El signo de la cruz expresa sufrimiento, dolor y muerte. ¿Por qué entonces se ha convertido para nosotros en signo de salvación, de gloria, incluso hasta de alegría? Es el misterio de la cruz que es el misterio del amor de Dios. La Cruz es el árbol por el que se nos ha devuelto la vida: en ella, con la muerte de Cristo, se han pagado nuestros pecados, se nos ha abierto el camino de la vida eterna, el camino para ser santos. Por eso la cruz y el sufrimiento son para nosotros camino de santidad, de configuración con Jesucristo, y por lo tanto de sentido de la vida y alegría, porque el hombre sólo puede ser feliz en la medida en la que se configura con la voluntad del Padre, en la medida en la que está en camino hacia la santidad a que Dios le llama.

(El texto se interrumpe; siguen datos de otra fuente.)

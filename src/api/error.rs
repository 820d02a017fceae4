//! API error types.
//!
//! Absent data is a normal `None` inside the extraction core; these types
//! cover the request-level failures: bad input, no extractable data, and
//! upstream fetch problems. Messages for the last two are deliberately
//! distinguishable in client output.

use axum::Json;
use axum::http::StatusCode;
use axum::response::{IntoResponse, Response};
use serde_json::json;
use thiserror::Error;

use crate::fetch::FetchError;

/// Errors returned to API clients.
#[derive(Debug, Error)]
pub enum ApiError {
    #[error("invalid request: {0}")]
    BadRequest(String),

    #[error("could not extract song information: {0}")]
    NotFound(String),

    #[error("upstream fetch failed: {0}")]
    Upstream(#[from] FetchError),
}

impl ApiError {
    pub fn status_code(&self) -> StatusCode {
        match self {
            ApiError::BadRequest(_) => StatusCode::BAD_REQUEST,
            ApiError::NotFound(_) => StatusCode::NOT_FOUND,
            ApiError::Upstream(_) => StatusCode::BAD_GATEWAY,
        }
    }
}

impl IntoResponse for ApiError {
    fn into_response(self) -> Response {
        let status = self.status_code();
        (status, Json(json!({ "error": self.to_string() }))).into_response()
    }
}
//! Audio relay handler.
//!
//! `GET /api/proxy/audio?url=...` is a pass-through, byte-range-aware
//! proxy for the resolved audio URL. The client `Range` header goes
//! upstream, the upstream status comes back verbatim, and only a
//! whitelist of response headers is mirrored. The payload is streamed,
//! never buffered or inspected.

use axum::body::Body;
use axum::extract::{Query, State};
use axum::http::{HeaderMap, HeaderName, header};
use axum::response::{IntoResponse, Response};
use serde::Deserialize;

use crate::api::AppState;
use crate::api::error::ApiError;

/// Response headers forwarded from the upstream audio server.
const FORWARDED_HEADERS: [HeaderName; 7] = [
    header::CONTENT_TYPE,
    header::CONTENT_LENGTH,
    header::ACCEPT_RANGES,
    header::CONTENT_RANGE,
    header::ETAG,
    header::LAST_MODIFIED,
    header::CACHE_CONTROL,
];

/// Query parameters for the audio proxy endpoint.
#[derive(Debug, Clone, Default, Deserialize)]
#[serde(default)]
pub struct AudioProxyParams {
    /// Absolute http(s) URL of the audio resource.
    pub url: Option<String>,
}

/// GET /api/proxy/audio
pub async fn proxy_audio(
    State(state): State<AppState>,
    headers: HeaderMap,
    Query(params): Query<AudioProxyParams>,
) -> Response {
    let url = match params.url.as_deref().filter(|u| is_http_url(u)) {
        Some(url) => url,
        None => return ApiError::BadRequest("invalid url".into()).into_response(),
    };

    let range = headers.get(header::RANGE).and_then(|v| v.to_str().ok());

    let upstream = match state.fetcher.fetch_audio(url, range).await {
        Ok(response) => response,
        Err(err) => {
            tracing::warn!(%url, %err, "audio proxy fetch failed");
            return ApiError::from(err).into_response();
        }
    };

    let status = upstream.status();
    let mut response_headers = HeaderMap::new();
    for name in FORWARDED_HEADERS {
        if let Some(value) = upstream.headers().get(&name) {
            response_headers.insert(name, value.clone());
        }
    }

    let body = Body::from_stream(upstream.bytes_stream());
    (status, response_headers, body).into_response()
}

/// Accepts absolute http/https URLs only, case-insensitive on the scheme.
fn is_http_url(url: &str) -> bool {
    let lower = url.to_ascii_lowercase();
    lower.starts_with("http://") || lower.starts_with("https://")
}
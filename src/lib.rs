//! Qishui song page extraction library and server.

pub mod api;
pub mod extract;
pub mod fetch;
pub mod models;
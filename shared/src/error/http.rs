//! HTTP status code mapping for error codes

use super::codes::ErrorCode;
use http::StatusCode;

impl ErrorCode {
    /// Get the appropriate HTTP status code for this error code
    pub fn http_status(&self) -> StatusCode {
        match self {
            // Success
            Self::Success => StatusCode::OK,

            // 404 Not Found
            Self::NotFound
            | Self::OrderNotFound
            | Self::PointsAccountNotFound
            | Self::MenuItemNotFound => StatusCode::NOT_FOUND,

            // 409 Conflict
            Self::AlreadyExists
            | Self::OrderNumberConflict
            | Self::InvalidStatusTransition => StatusCode::CONFLICT,

            // 422 Unprocessable (redemption rejected by ledger rules)
            Self::PointsBelowMinimum | Self::PointsInsufficient => {
                StatusCode::UNPROCESSABLE_ENTITY
            }

            // 503 Service Unavailable (transient errors, client can retry)
            Self::TimeoutError => StatusCode::SERVICE_UNAVAILABLE,

            // 500 Internal Server Error
            Self::Unknown
            | Self::InternalError
            | Self::DatabaseError
            | Self::ConfigError
            | Self::TierConfigMissing
            | Self::PointsLedgerMismatch => StatusCode::INTERNAL_SERVER_ERROR,

            // 400 Bad Request
            Self::ValidationFailed
            | Self::InvalidRequest
            | Self::ValueOutOfRange
            | Self::OrderEmpty
            | Self::InvalidQuantity
            | Self::InvalidUnitPrice
            | Self::MenuItemUnavailable => StatusCode::BAD_REQUEST,
        }
    }
}

#[cfg(test)]
mod tests {
    use super::*;

    #[test]
    fn test_success_status() {
        assert_eq!(ErrorCode::Success.http_status(), StatusCode::OK);
    }

    #[test]
    fn test_validation_is_client_error() {
        assert_eq!(ErrorCode::OrderEmpty.http_status(), StatusCode::BAD_REQUEST);
        assert_eq!(
            ErrorCode::InvalidQuantity.http_status(),
            StatusCode::BAD_REQUEST
        );
        assert_eq!(
            ErrorCode::MenuItemNotFound.http_status(),
            StatusCode::NOT_FOUND
        );
    }

    #[test]
    fn test_redemption_rejections() {
        assert_eq!(
            ErrorCode::PointsBelowMinimum.http_status(),
            StatusCode::UNPROCESSABLE_ENTITY
        );
        assert_eq!(
            ErrorCode::PointsInsufficient.http_status(),
            StatusCode::UNPROCESSABLE_ENTITY
        );
    }

    #[test]
    fn test_config_missing_is_server_error() {
        assert!(ErrorCode::TierConfigMissing.http_status().is_server_error());
        assert!(ErrorCode::DatabaseError.http_status().is_server_error());
    }

    #[test]
    fn test_identifier_conflict() {
        assert_eq!(
            ErrorCode::OrderNumberConflict.http_status(),
            StatusCode::CONFLICT
        );
    }
}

Esta teoría nos puede parecer correcta y afirmamos profesarla como parte de nuestra fe. Ahora bien, cuando en la vida personal la voluntad del Dios pasa por la cruz y el sufrimiento, por la enfermedad, la precariedad económica, o simplemente humillaciones que recibimos al ver frustrados nuestros planes… se nos hace cuesta arriba, y frecuentemente renegamos del plan de Dios que en ese momento pasa por la cruz. Esto se debe a que contemplamos los acontecimientos de nuestra vida con mentalidad mundana, la cual nos enseña que el sufrimiento es malo, que hay que huir de él y si no se puede evitar es preferible esconderlo: de ahí el apartar la vista de los que sufren, de los pobres, los enfermos terminales, los ancianos que se marginan de las familias…
Pero ¿hemos pensado que puede que nos convenga la situación de sufrimiento por la que atravesamos? El santo Job, ante la insistencia de su mujer a que renegara de Dios por los males que sufría dice: “si aceptamos de Dios los bienes, ¿por qué no vamos a aceptar también los males?”. Y, ¿por qué causa habríamos de aceptarlos? A esta pregunta nos puede responder la Madre Teresa de Calcuta: “Nuestros sufrimientos son caricias bondadosas de Dios, llamándonos para que nos volvamos a Él, y para hacernos reconocer que no somos nosotros los que controlamos nuestras vidas, sino que es Dios quien tiene el control, y podemos confiar plenamente en Él”. Esta postura es la que mira los acontecimientos de la vida con los ojos de la fe, que ve en el sufrimiento a Dios que por amor mendiga nuestra atención para lograr nuestra conversión y santidad.
Nos hace falta la cruz para darnos cuenta de lo necesitados que estamos de Dios y no caer en el error de la autosuficiencia. Quizás necesitemos esa situación para percatarnos de la necesidad de “desasirnos” de las cosas del mundo como decía Santa Teresa de Jesús, del dinero, los afectos, modas… y así como Abraham poder dejar nuestra tierra, nuestros criterios y proyectos, para entrar en el proyecto de amor que Dios tiene preparado para cada uno de nosotros para hacernos santos y dichosos en medio de nuestras circunstancias particulares.
El mismo Cristo dice: “el que quiera seguirme que se niegue a sí mismo, cargue con su cruz de cada día y me siga” (Mt 16,24). Negarse a sí mismo es el desasimiento de Sta. Teresa que hemos de llevarlo a las cosas pequeñas de cada día: dejar lo mejor y lo primero para los demás y lo último para mí, sonreír y ser pacientes con el que nos es molesto… En esto también se manifiesta la cruz porque nos cuesta, pero también así en nuestra vida ordinaria, en el trabajo, el estudio, el hogar y la familia, se encuentra nuestra santificación.
Hermanos hemos de cargar sin miedo nuestra cruz de cada día, besar de corazón la Cruz. No ganamos nada con huir porque por mucho que corramos ella nos sigue y aplasta. Pero si la llevamos siguiendo a Jesús, descubrimos que Él nos ayuda a llevarla. Cristo es nuestro Cirineo. Y esto nos debe de recordar que estamos llamados a cargar con la cruz del prójimo, y descubriremos una maravillosa forma de olvidarnos de la nuestra.
La Cruz de Cristo es la que abre a los hombres las puertas del Paraíso, y el Cirineo, aunque sin pretenderlo, le ha ayudado a Jesús a abrir esas puertas. Por eso llevar nuestra cruz siguiendo a Cristo no es en vano, sino que uniéndonos a Él y ofreciendo nuestros sufrimientos, ayudamos también nosotros a Jesús a abrir las puertas del cielo para muchos de nuestros hermanos. Esos son los frutos del sufrimiento del cristiano, del que carga con su cruz y sigue a su Maestro: frutos de vida eterna, para sí y para los demás. Porque el que está en camino hacia la santidad arrastra a otros tras de sí.